Sure. But after the porting work has been done by the distribution vendor, it's done. The package manager software should be able to do whatever is necessary to almost transparently ensure any necessary dependencies are installed for the required sub-architecture. So I would imagine that in most cases, end-users won't notice any hassle except having the option to choose between x32 and x86_64 per package during installation. I think that sounds kind of neat :)
OK, modulo taking up extra space on already-cramped CD distros, taking more time to download updates, taking up more space on production hard disks, and having to download a new version of the software if your dataset grows over 4GB, it sounds good. :)
And extra memory taken up at runtime by having to load the other versions of the libraries. And the I/O costs of reading them in. I'd think that'd outweigh the performance benefits many times over in nearly all cases.
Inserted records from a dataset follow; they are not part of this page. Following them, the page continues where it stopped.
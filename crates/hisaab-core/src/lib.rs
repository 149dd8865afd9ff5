//! # hisaab-core: Pure Domain Logic for Attendance & Plan Gating
//!
//! This crate holds the rules of the attendance subsystem as pure functions
//! with zero I/O dependencies.
//!
//! ## Architecture Position
//! ```text
//! ┌─────────────────────────────────────────────────────────────────────────┐
//! │                        Hisaab Architecture                              │
//! │                                                                         │
//! │  ┌─────────────────────────────────────────────────────────────────┐   │
//! │  │                    Browser UI (out of scope)                    │   │
//! │  │    Check-in Widget ──► Leave Form ──► Analytics Dashboard       │   │
//! │  └─────────────────────────────┬───────────────────────────────────┘   │
//! │                                │                                        │
//! │  ┌─────────────────────────────▼───────────────────────────────────┐   │
//! │  │                 hisaab-attendance (services)                    │   │
//! │  │    AttendanceLedger, LeaveLedger, StaffGate, Reporting          │   │
//! │  └─────────────────────────────┬───────────────────────────────────┘   │
//! │                                │                                        │
//! │  ┌─────────────────────────────▼───────────────────────────────────┐   │
//! │  │               ★ hisaab-core (THIS CRATE) ★                      │   │
//! │  │                                                                 │   │
//! │  │   ┌───────────┐  ┌───────────┐  ┌───────────┐  ┌───────────┐  │   │
//! │  │   │   types   │  │   plan    │  │   shift   │  │ analytics │  │   │
//! │  │   │ Business  │  │PlanLimits │  │ classify  │  │StaffStats │  │   │
//! │  │   │ Attendance│  │ headcount │  │ duration  │  │  Report   │  │   │
//! │  │   └───────────┘  └───────────┘  └───────────┘  └───────────┘  │   │
//! │  │                                                                 │   │
//! │  │   NO I/O • NO DATABASE • NO NETWORK • PURE FUNCTIONS           │   │
//! │  └─────────────────────────────────────────────────────────────────┘   │
//! │                                │                                        │
//! │  ┌─────────────────────────────▼───────────────────────────────────┐   │
//! │  │                    hisaab-db (Database Layer)                   │   │
//! │  │              SQLite queries, migrations, repositories           │   │
//! │  └─────────────────────────────────────────────────────────────────┘   │
//! └─────────────────────────────────────────────────────────────────────────┘
//! ```
//!
//! ## Modules
//!
//! - [`types`] - Domain types (Business, AttendanceRecord, LeaveRequest, Shift, ...)
//! - [`plan`] - Plan tier → capability limits, headcount check
//! - [`shift`] - Lateness / overtime classification against a shift
//! - [`analytics`] - Per-staff and per-business attendance statistics
//! - [`validation`] - Input validation
//! - [`error`] - Domain error types
//!
//! ## Example Usage
//!
//! ```rust
//! use hisaab_core::plan::{check_headcount, PlanTier};
//!
//! let check = check_headcount(PlanTier::Free, 3);
//! assert!(!check.allowed);
//! assert_eq!(check.max_allowed, 3);
//! ```

// =============================================================================
// Module Declarations
// =============================================================================

pub mod analytics;
pub mod error;
pub mod plan;
pub mod shift;
pub mod types;
pub mod validation;

// =============================================================================
// Re-exports for Convenience
// =============================================================================

pub use error::{CoreError, CoreResult, ValidationError};
pub use plan::{PlanLimits, PlanTier};
pub use types::*;

// =============================================================================
// Crate-Level Constants
// =============================================================================

/// Length of a business join-code.
pub const JOIN_CODE_LENGTH: usize = 8;

/// Alphabet join-codes are drawn from (upper-case alphanumerics).
pub const JOIN_CODE_ALPHABET: &[u8] = b"ABCDEFGHIJKLMNOPQRSTUVWXYZ0123456789";

/// Length of the standard working day used for overtime in reports.
///
/// Fixed on purpose: reports never read it from settings.
pub const STANDARD_WORKDAY_HOURS: f64 = 8.0;

/// Late threshold applied when a business has no attendance settings.
pub const DEFAULT_LATE_THRESHOLD_MINUTES: u32 = 15;

/// Worked minutes after which check-out time counts as overtime.
pub const DEFAULT_OVERTIME_THRESHOLD_MINUTES: u32 = 480;

/// Recipient id used for owner-addressed notifications.
pub const OWNER_RECIPIENT: &str = "owner";
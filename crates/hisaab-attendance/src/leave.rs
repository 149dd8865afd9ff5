//! # Leave Ledger
//!
//! ## Leave Workflow
//! ```text
//! ┌─────────────────────────────────────────────────────────────────────────┐
//! │                                                                         │
//! │  submit() ──► pending ──approve(id, approver)──► approved               │
//! │     │            │                                                      │
//! │     │            └─────reject(id, approver, reason?)──► rejected        │
//! │     │                                                                   │
//! │     ├─ end < start        → InvalidDateRange                            │
//! │     └─ unknown business   → InvalidBusiness                             │
//! │                                                                         │
//! │  approve / reject on:                                                   │
//! │     unknown id            → NotFound                                    │
//! │     approved / rejected   → AlreadyResolved                             │
//! │                                                                         │
//! │  Notifications:  submit  → owner  (leave_request)                       │
//! │                  approve → staff  (leave_approved)                      │
//! │                  reject  → staff  (leave_rejected)                      │
//! └─────────────────────────────────────────────────────────────────────────┘
//! ```
//!
//! Approval looks at the plan headcount and logs it, but never blocks on it;
//! only staff join approval is gated (see [`crate::staff`]).
//!
//! Callers are expected to have checked that the approver may approve.

use std::sync::Arc;

use tracing::{info, warn};
use uuid::Uuid;

use hisaab_core::plan::check_headcount;
use hisaab_core::validation::{validate_date_range, validate_staff_id};
use hisaab_core::{CoreError, LeaveRequest, LeaveStatus, NewLeaveRequest, NotificationKind};
use hisaab_db::{Database, LeaveRepository, StaffRequestRepository};

use crate::clock::Clock;
use crate::error::AttendanceResult;
use crate::notify::Notifier;
use crate::registry::BusinessRegistry;

const ENTITY: &str = "LeaveRequest";

#[derive(Clone)]
pub struct LeaveLedger {
    registry: BusinessRegistry,
    leave: LeaveRepository,
    staff: StaffRequestRepository,
    clock: Arc<dyn Clock>,
    notifier: Notifier,
}

impl LeaveLedger {
    pub fn new(
        db: &Database,
        registry: BusinessRegistry,
        clock: Arc<dyn Clock>,
        notifier: Notifier,
    ) -> Self {
        LeaveLedger {
            registry,
            leave: db.leave(),
            staff: db.staff_requests(),
            clock,
            notifier,
        }
    }

    /// Files a pending leave request.
    pub async fn submit(&self, input: NewLeaveRequest) -> AttendanceResult<LeaveRequest> {
        validate_staff_id(&input.staff_id)?;
        validate_date_range(input.start_date, input.end_date)?;
        let business = self.registry.require(&input.business_id).await?;

        let request = LeaveRequest {
            id: Uuid::new_v4().to_string(),
            business_id: business.id,
            staff_id: input.staff_id,
            leave_type: input.leave_type,
            start_date: input.start_date,
            end_date: input.end_date,
            reason: input.reason,
            status: LeaveStatus::Pending,
            requested_at: self.clock.now(),
            approved_by: None,
            approved_at: None,
            rejected_by: None,
            rejected_at: None,
            rejection_reason: None,
        };

        self.leave.insert(&request).await?;
        info!(
            id = %request.id,
            business_id = %request.business_id,
            staff_id = %request.staff_id,
            days = request.days(),
            "Leave requested"
        );

        self.notifier.to_owner(
            &request.business_id,
            NotificationKind::LeaveRequest,
            "Leave Request",
            format!(
                "{} requested {} day(s) of leave from {}",
                request.staff_id,
                request.days(),
                request.start_date
            ),
            serde_json::json!({
                "leaveRequestId": request.id,
                "staffId": request.staff_id,
                "type": request.leave_type,
                "startDate": request.start_date,
                "endDate": request.end_date,
                "days": request.days(),
            }),
        );

        Ok(request)
    }

    /// Loads a request that is still pending.
    async fn pending(&self, request_id: &str) -> AttendanceResult<LeaveRequest> {
        let request = self
            .leave
            .get_by_id(request_id)
            .await?
            .ok_or_else(|| CoreError::not_found(ENTITY, request_id))?;

        if !request.is_pending() {
            return Err(CoreError::already_resolved(ENTITY, request_id, request.status.as_str()).into());
        }

        Ok(request)
    }

    /// Reloads after a conditional update that did not match.
    async fn lost_transition(&self, request_id: &str) -> AttendanceResult<LeaveRequest> {
        let current = self.leave.get_by_id(request_id).await?;
        Err(match current {
            Some(r) => CoreError::already_resolved(ENTITY, request_id, r.status.as_str()),
            None => CoreError::not_found(ENTITY, request_id),
        }
        .into())
    }

    pub async fn approve(&self, request_id: &str, approver_id: &str) -> AttendanceResult<LeaveRequest> {
        let request = self.pending(request_id).await?;

        if let Some(business) = self.registry.find_by_id(&request.business_id).await? {
            let active = self.staff.count_active(&business.id).await?;
            let headcount = check_headcount(business.plan, active);
            if headcount.allowed {
                info!(
                    business_id = %business.id,
                    active = headcount.current_active_count,
                    max = headcount.max_allowed,
                    "Headcount within plan"
                );
            } else {
                warn!(
                    business_id = %business.id,
                    active = headcount.current_active_count,
                    max = headcount.max_allowed,
                    "Headcount at plan limit; leave approval continues"
                );
            }
        }

        let now = self.clock.now();
        if !self.leave.approve(request_id, approver_id, now).await? {
            return self.lost_transition(request_id).await;
        }

        let approved = LeaveRequest {
            status: LeaveStatus::Approved,
            approved_by: Some(approver_id.to_string()),
            approved_at: Some(now),
            ..request
        };
        info!(id = %approved.id, approver = %approver_id, "Leave approved");

        self.notifier.to_staff(
            &approved.business_id,
            &approved.staff_id,
            NotificationKind::LeaveApproved,
            "Leave Approved",
            format!(
                "Your leave from {} to {} was approved",
                approved.start_date, approved.end_date
            ),
            serde_json::json!({
                "leaveRequestId": approved.id,
                "approvedBy": approver_id,
            }),
        );

        Ok(approved)
    }

    /// Rejects a pending request. A missing reason is stored as `""`.
    pub async fn reject(
        &self,
        request_id: &str,
        approver_id: &str,
        reason: Option<&str>,
    ) -> AttendanceResult<LeaveRequest> {
        let request = self.pending(request_id).await?;
        let reason = reason.unwrap_or_default().trim().to_string();

        let now = self.clock.now();
        if !self.leave.reject(request_id, approver_id, &reason, now).await? {
            return self.lost_transition(request_id).await;
        }

        let rejected = LeaveRequest {
            status: LeaveStatus::Rejected,
            rejected_by: Some(approver_id.to_string()),
            rejected_at: Some(now),
            rejection_reason: Some(reason),
            ..request
        };
        info!(id = %rejected.id, approver = %approver_id, "Leave rejected");

        self.notifier.to_staff(
            &rejected.business_id,
            &rejected.staff_id,
            NotificationKind::LeaveRejected,
            "Leave Rejected",
            match rejected.rejection_reason.as_deref() {
                Some(r) if !r.is_empty() => format!("Your leave request was rejected: {}", r),
                _ => "Your leave request was rejected".to_string(),
            },
            serde_json::json!({
                "leaveRequestId": rejected.id,
                "rejectedBy": approver_id,
                "reason": rejected.rejection_reason,
            }),
        );

        Ok(rejected)
    }

    /// Pending requests of a business, oldest first.
    pub async fn list_pending(&self, business_id: &str) -> AttendanceResult<Vec<LeaveRequest>> {
        Ok(self.leave.list_pending(business_id).await?)
    }

    pub async fn list_by_staff(&self, staff_id: &str) -> AttendanceResult<Vec<LeaveRequest>> {
        Ok(self.leave.list_by_staff(staff_id).await?)
    }

    pub async fn list_by_business(&self, business_id: &str) -> AttendanceResult<Vec<LeaveRequest>> {
        Ok(self.leave.list_by_business(business_id).await?)
    }
}

// =============================================================================
// Unit Tests
// =============================================================================

#[cfg(test)]
mod tests {
    use super::*;
    use crate::notify::RecordingSink;
    use crate::test_support::{business, database, fixed_clock};
    use chrono::NaiveDate;
    use hisaab_core::LeaveType;

    fn day(d: u32) -> NaiveDate {
        NaiveDate::from_ymd_opt(2024, 3, d).unwrap()
    }

    fn sick(business_id: &str, start: NaiveDate, end: NaiveDate) -> NewLeaveRequest {
        NewLeaveRequest {
            business_id: business_id.to_string(),
            staff_id: "staff-a".to_string(),
            leave_type: LeaveType::Sick,
            start_date: start,
            end_date: end,
            reason: "Fever".to_string(),
        }
    }

    async fn ledger(db: &Database, sink: Arc<RecordingSink>) -> LeaveLedger {
        let clock = fixed_clock();
        let notifier = Notifier::new(sink, "owner");
        LeaveLedger::new(
            db,
            BusinessRegistry::new(db, clock.clone(), notifier.clone()),
            clock,
            notifier,
        )
    }

    #[tokio::test]
    async fn test_submit_approve_lifecycle() {
        let db = database().await;
        let biz = business(&db, "AB12CD34").await;
        let sink = Arc::new(RecordingSink::new());
        let leave = ledger(&db, sink.clone()).await;

        let request = leave.submit(sick(&biz.id, day(10), day(12))).await.unwrap();
        assert_eq!(request.status, LeaveStatus::Pending);
        assert_eq!(request.days(), 3);
        assert_eq!(leave.list_pending(&biz.id).await.unwrap().len(), 1);

        let approved = leave.approve(&request.id, "mgr1").await.unwrap();
        assert_eq!(approved.status, LeaveStatus::Approved);
        assert_eq!(approved.approved_by.as_deref(), Some("mgr1"));
        assert!(approved.approved_at.is_some());

        let stored = db.leave().get_by_id(&request.id).await.unwrap().unwrap();
        assert_eq!(stored.status, LeaveStatus::Approved);
        assert_eq!(stored.approved_by.as_deref(), Some("mgr1"));

        let err = leave.approve(&request.id, "mgr1").await.unwrap_err();
        assert!(matches!(
            err.as_domain(),
            Some(CoreError::AlreadyResolved { status, .. }) if status == "approved"
        ));
        assert!(leave.list_pending(&biz.id).await.unwrap().is_empty());

        let events = sink.events();
        assert_eq!(events.len(), 2);
        assert_eq!(events[0].kind, NotificationKind::LeaveRequest);
        assert_eq!(events[0].recipient_id, "owner");
        assert_eq!(events[1].kind, NotificationKind::LeaveApproved);
        assert_eq!(events[1].recipient_id, "staff-a");
    }

    #[tokio::test]
    async fn test_reject_persists_empty_reason() {
        let db = database().await;
        let biz = business(&db, "AB12CD34").await;
        let sink = Arc::new(RecordingSink::new());
        let leave = ledger(&db, sink.clone()).await;

        let request = leave.submit(sick(&biz.id, day(10), day(10))).await.unwrap();
        let rejected = leave.reject(&request.id, "mgr1", None).await.unwrap();
        assert_eq!(rejected.status, LeaveStatus::Rejected);

        let stored = db.leave().get_by_id(&request.id).await.unwrap().unwrap();
        assert_eq!(stored.rejection_reason.as_deref(), Some(""));
        assert_eq!(stored.rejected_by.as_deref(), Some("mgr1"));

        let err = leave.approve(&request.id, "mgr1").await.unwrap_err();
        assert!(matches!(err.as_domain(), Some(CoreError::AlreadyResolved { .. })));

        assert_eq!(sink.events()[1].kind, NotificationKind::LeaveRejected);
    }

    #[tokio::test]
    async fn test_submit_validation() {
        let db = database().await;
        let biz = business(&db, "AB12CD34").await;
        let leave = ledger(&db, Arc::new(RecordingSink::new())).await;

        let err = leave.submit(sick(&biz.id, day(12), day(10))).await.unwrap_err();
        assert!(matches!(err.as_domain(), Some(CoreError::InvalidDateRange { .. })));

        let err = leave.submit(sick("biz_missing", day(10), day(12))).await.unwrap_err();
        assert!(matches!(err.as_domain(), Some(CoreError::InvalidBusiness(_))));

        let mut blank = sick(&biz.id, day(10), day(12));
        blank.staff_id = "  ".to_string();
        let err = leave.submit(blank).await.unwrap_err();
        assert!(matches!(err.as_domain(), Some(CoreError::Validation(_))));

        let err = leave.approve("missing", "mgr1").await.unwrap_err();
        assert!(matches!(err.as_domain(), Some(CoreError::NotFound { .. })));
        let err = leave.reject("missing", "mgr1", Some("no")).await.unwrap_err();
        assert!(matches!(err.as_domain(), Some(CoreError::NotFound { .. })));
    }

    #[tokio::test]
    async fn test_listing_by_staff_and_business() {
        let db = database().await;
        let biz = business(&db, "AB12CD34").await;
        let leave = ledger(&db, Arc::new(RecordingSink::new())).await;

        let first = leave.submit(sick(&biz.id, day(1), day(2))).await.unwrap();
        leave.submit(sick(&biz.id, day(20), day(22))).await.unwrap();
        leave.approve(&first.id, "mgr1").await.unwrap();

        assert_eq!(leave.list_by_staff("staff-a").await.unwrap().len(), 2);
        assert_eq!(leave.list_by_business(&biz.id).await.unwrap().len(), 2);
        assert_eq!(leave.list_pending(&biz.id).await.unwrap().len(), 1);
    }
}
Note that there is no need to port every single program. You can still run a 64 bit userspace (or a 32 bit one for that matter), but for the apps where there is a major benefit use x32. This also means you don't have to port every library etc.
I wonder if there could be an alternative in hardware.
Could the cpu have a mode/flag where all pointers in cpu registers were treated as 32 bits (high 32 bits ignored)?
Alignment issues might make this impossible (loading a 32 bit address in a compatible way from memory/cache...) but it would be neat if it could work. For instance, if memory layout in 32 bit chunks were A... B..., there would have to be a way to load both A and B into the low 32 bits of a register.
I am not sure this is true generally: the JVM has been able to use "Compressed OOPS" aka 32bit pointers to objects managed by the VM in 64 bit platforms for a few years, even without any support from the OS.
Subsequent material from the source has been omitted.